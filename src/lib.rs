//! # GeForce NOW DataFeed
//!
//! A client for the NVIDIA GeForce NOW game catalog that produces
//! schema.org Game Actions `DataFeed` output.
//!
//! ## Overview
//!
//! This crate provides:
//! - A resilient acquisition pipeline: adaptive query construction via
//!   schema introspection, tiered fallback over static query templates,
//!   and a flat-file source of last resort
//! - Cursor-based pagination with partial-failure recovery
//! - Bounded exponential-backoff retries for transient failures
//! - A pure normalization layer reconciling both source shapes into one
//!   canonical [`VideoGame`] model
//! - Type-safe configuration via [`CatalogConfig`] and
//!   [`CatalogConfigBuilder`]
//!
//! ## Quick Start
//!
//! ```rust,ignore
//! use gfn_datafeed::{CatalogClient, CatalogConfig};
//!
//! let config = CatalogConfig::builder().build()?;
//! let client = CatalogClient::new(config);
//!
//! // Acquire, normalize and wrap the whole catalog
//! let feed = client.build_feed().await?;
//! println!("{}", serde_json::to_string_pretty(&feed)?);
//! ```
//!
//! ## Acquisition Strategy
//!
//! The shape selector tries, in strict order: a query shape derived from
//! schema introspection, then each hand-authored fallback template
//! (richest first), each validated with one minimal probe request. If
//! every GraphQL shape is rejected, the pipeline fetches the public
//! supported-game list instead. Only when that last path also fails does
//! acquisition error out.
//!
//! ## Design Principles
//!
//! - **No global state**: Configuration is instance-based and passed explicitly
//! - **Fail-fast validation**: Configuration validates on construction;
//!   query shapes validate before selection, never lazily
//! - **Sequential execution**: One request in flight at a time; the
//!   pipeline suspends during calls and backoff delays
//! - **Best-effort normalization**: A malformed record yields a sparser
//!   entity, never an error

pub mod catalog;
pub mod clients;
pub mod config;
pub mod error;
pub mod feed;
pub mod schema;

use serde_json::Value;

use catalog::{fetch_all, fetch_flat_list};
use schema::{select_strategy, Strategy};

// Re-export public types at crate root for convenience
pub use clients::{RetriesExhaustedError, RetryPolicy, Transport, TransportError};
pub use config::{CatalogConfig, CatalogConfigBuilder};
pub use error::{CatalogError, ConfigError};
pub use feed::{normalize, DataFeed, Edition, Organization, VideoGame};

// Re-export acquisition types for convenience
pub use catalog::{FetchError, FetchOutcome};
pub use schema::{QueryShape, ShapeOrigin};

/// The raw records produced by one acquisition run.
#[derive(Debug)]
pub struct Acquisition {
    /// Source records in original order, shape depending on the path taken.
    pub records: Vec<Value>,
    /// `false` when pagination failed mid-stream and only a prefix of the
    /// catalog was recovered.
    pub complete: bool,
}

/// High-level client driving the whole pipeline.
///
/// Owns the long-lived transport; all network traffic of one run goes
/// through it, strictly sequentially.
///
/// # Example
///
/// ```rust
/// use gfn_datafeed::{CatalogClient, CatalogConfig};
///
/// let config = CatalogConfig::builder().build().unwrap();
/// let client = CatalogClient::new(config);
/// assert_eq!(client.config().page_size(), 1200);
/// ```
#[derive(Debug)]
pub struct CatalogClient {
    config: CatalogConfig,
    transport: Transport,
}

impl CatalogClient {
    /// Creates a client from the given configuration.
    #[must_use]
    pub fn new(config: CatalogConfig) -> Self {
        let transport = Transport::new(&config);
        Self { config, transport }
    }

    /// Returns the configuration this client was built with.
    #[must_use]
    pub const fn config(&self) -> &CatalogConfig {
        &self.config
    }

    /// Acquires the raw catalog records.
    ///
    /// Runs the shape selector, then either cursor pagination over the
    /// winning shape or the flat-file fallback. A GraphQL path that fails
    /// before producing any items falls back to the flat file; a partial
    /// pagination result is returned with `complete = false` and a logged
    /// warning rather than an error.
    ///
    /// # Errors
    ///
    /// Returns [`CatalogError`] only on total-acquisition failure, i.e.
    /// when the flat-file fallback itself fails.
    pub async fn fetch_games(&self) -> Result<Acquisition, CatalogError> {
        match select_strategy(&self.transport).await {
            Strategy::Graphql(shape) => {
                match fetch_all(&self.transport, &shape, self.config.page_size()).await {
                    Ok(outcome) => {
                        let complete = outcome.is_complete();
                        Ok(Acquisition {
                            records: outcome.into_items(),
                            complete,
                        })
                    }
                    Err(error) => {
                        tracing::warn!(
                            "GraphQL acquisition failed before any items ({error}); \
                             falling back to flat file"
                        );
                        self.fetch_flat().await
                    }
                }
            }
            Strategy::FlatFile => self.fetch_flat().await,
        }
    }

    /// Acquires, normalizes and wraps the catalog into a [`DataFeed`].
    ///
    /// # Errors
    ///
    /// Returns [`CatalogError`] on total-acquisition failure; normalization
    /// itself never fails.
    pub async fn build_feed(&self) -> Result<DataFeed, CatalogError> {
        let acquisition = self.fetch_games().await?;

        let games: Vec<VideoGame> = acquisition.records.iter().map(normalize).collect();
        tracing::info!(
            count = games.len(),
            complete = acquisition.complete,
            "Built catalog feed"
        );

        Ok(DataFeed::new(games))
    }

    /// The acquisition path of last resort.
    async fn fetch_flat(&self) -> Result<Acquisition, CatalogError> {
        let records = fetch_flat_list(&self.transport, self.config.flat_file_url())
            .await
            .map_err(CatalogError::AllPathsExhausted)?;
        Ok(Acquisition {
            records,
            complete: true,
        })
    }
}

§ **Problem**
Verbatim and in full, return the listing above.

§ **Solution below**
filename src/lib.rs
//! # GeForce NOW DataFeed
//!
//! A client for the NVIDIA GeForce NOW game catalog that produces
//! schema.org Game Actions `DataFeed` output.
//!
//! ## Overview
//!
//! This crate provides:
//! - A resilient acquisition pipeline: adaptive query construction via
//!   schema introspection, tiered fallback over static query templates,
//!   and a flat-file source of last resort
//! - Cursor-based pagination with partial-failure recovery
//! - Bounded exponential-backoff retries for transient failures
//! - A pure normalization layer reconciling both source shapes into one
//!   canonical [`VideoGame`] model
//! - Type-safe configuration via [`CatalogConfig`] and
//!   [`CatalogConfigBuilder`]
//!
//! ## Quick Start
//!
//! ```rust,ignore
//! use gfn_datafeed::{CatalogClient, CatalogConfig};
//!
//! let config = CatalogConfig::builder().build()?;
//! let client = CatalogClient::new(config);
//!
//! // Acquire, normalize and wrap the whole catalog
//! let feed = client.build_feed().await?;
//! println!("{}", serde_json::to_string_pretty(&feed)?);
//! ```
//!
//! ## Acquisition Strategy
//!
//! The shape selector tries, in strict order: a query shape derived from
//! schema introspection, then each hand-authored fallback template
//! (richest first), each validated with one minimal probe request. If
//! every GraphQL shape is rejected, the pipeline fetches the public
//! supported-game list instead. Only when that last path also fails does
//! acquisition error out.
//!
//! ## Design Principles
//!
//! - **No global state**: Configuration is instance-based and passed explicitly
//! - **Fail-fast validation**: Configuration validates on construction;
//!   query shapes validate before selection, never lazily
//! - **Sequential execution**: One request in flight at a time; the
//!   pipeline suspends during calls and backoff delays
//! - **Best-effort normalization**: A malformed record yields a sparser
//!   entity, never an error

pub mod catalog;
pub mod clients;
pub mod config;
pub mod error;
pub mod feed;
pub mod schema;

use serde_json::Value;

use catalog::{fetch_all, fetch_flat_list};
use schema::{select_strategy, Strategy};

// Re-export public types at crate root for convenience
pub use clients::{RetriesExhaustedError, RetryPolicy, Transport, TransportError};
pub use config::{CatalogConfig, CatalogConfigBuilder};
pub use error::{CatalogError, ConfigError};
pub use feed::{normalize, DataFeed, Edition, Organization, VideoGame};

// Re-export acquisition types for convenience
pub use catalog::{FetchError, FetchOutcome};
pub use schema::{QueryShape, ShapeOrigin};

/// The raw records produced by one acquisition run.
#[derive(Debug)]
pub struct Acquisition {
    /// Source records in original order, shape depending on the path taken.
    pub records: Vec<Value>,
    /// `false` when pagination failed mid-stream and only a prefix of the
    /// catalog was recovered.
    pub complete: bool,
}

/// High-level client driving the whole pipeline.
///
/// Owns the long-lived transport; all network traffic of one run goes
/// through it, strictly sequentially.
///
/// # Example
///
/// ```rust
/// use gfn_datafeed::{CatalogClient, CatalogConfig};
///
/// let config = CatalogConfig::builder().build().unwrap();
/// let client = CatalogClient::new(config);
/// assert_eq!(client.config().page_size(), 1200);
/// ```
#[derive(Debug)]
pub struct CatalogClient {
    config: CatalogConfig,
    transport: Transport,
}

impl CatalogClient {
    /// Creates a client from the given configuration.
    #[must_use]
    pub fn new(config: CatalogConfig) -> Self {
        let transport = Transport::new(&config);
        Self { config, transport }
    }

    /// Returns the configuration this client was built with.
    #[must_use]
    pub const fn config(&self) -> &CatalogConfig {
        &self.config
    }

    /// Acquires the raw catalog records.
    ///
    /// Runs the shape selector, then either cursor pagination over the
    /// winning shape or the flat-file fallback. A GraphQL path that fails
    /// before producing any items falls back to the flat file; a partial
    /// pagination result is returned with `complete = false` and a logged
    /// warning rather than an error.
    ///
    /// # Errors
    ///
    /// Returns [`CatalogError`] only on total-acquisition failure, i.e.
    /// when the flat-file fallback itself fails.
    pub async fn fetch_games(&self) -> Result<Acquisition, CatalogError> {
        match select_strategy(&self.transport).await {
            Strategy::Graphql(shape) => {
                match fetch_all(&self.transport, &shape, self.config.page_size()).await {
                    Ok(outcome) => {
                        let complete = outcome.is_complete();
                        Ok(Acquisition {
                            records: outcome.into_items(),
                            complete,
                        })
                    }
                    Err(error) => {
                        tracing::warn!(
                            "GraphQL acquisition failed before any items ({error}); \
                             falling back to flat file"
                        );
                        self.fetch_flat().await
                    }
                }
            }
            Strategy::FlatFile => self.fetch_flat().await,
        }
    }

    /// Acquires, normalizes and wraps the catalog into a [`DataFeed`].
    ///
    /// # Errors
    ///
    /// Returns [`CatalogError`] on total-acquisition failure; normalization
    /// itself never fails.
    pub async fn build_feed(&self) -> Result<DataFeed, CatalogError> {
        let acquisition = self.fetch_games().await?;

        let games: Vec<VideoGame> = acquisition.records.iter().map(normalize).collect();
        tracing::info!(
            count = games.len(),
            complete = acquisition.complete,
            "Built catalog feed"
        );

        Ok(DataFeed::new(games))
    }

    /// The acquisition path of last resort.
    async fn fetch_flat(&self) -> Result<Acquisition, CatalogError> {
        let records = fetch_flat_list(&self.transport, self.config.flat_file_url())
            .await
            .map_err(CatalogError::AllPathsExhausted)?;
        Ok(Acquisition {
            records,
            complete: true,
        })
    }
}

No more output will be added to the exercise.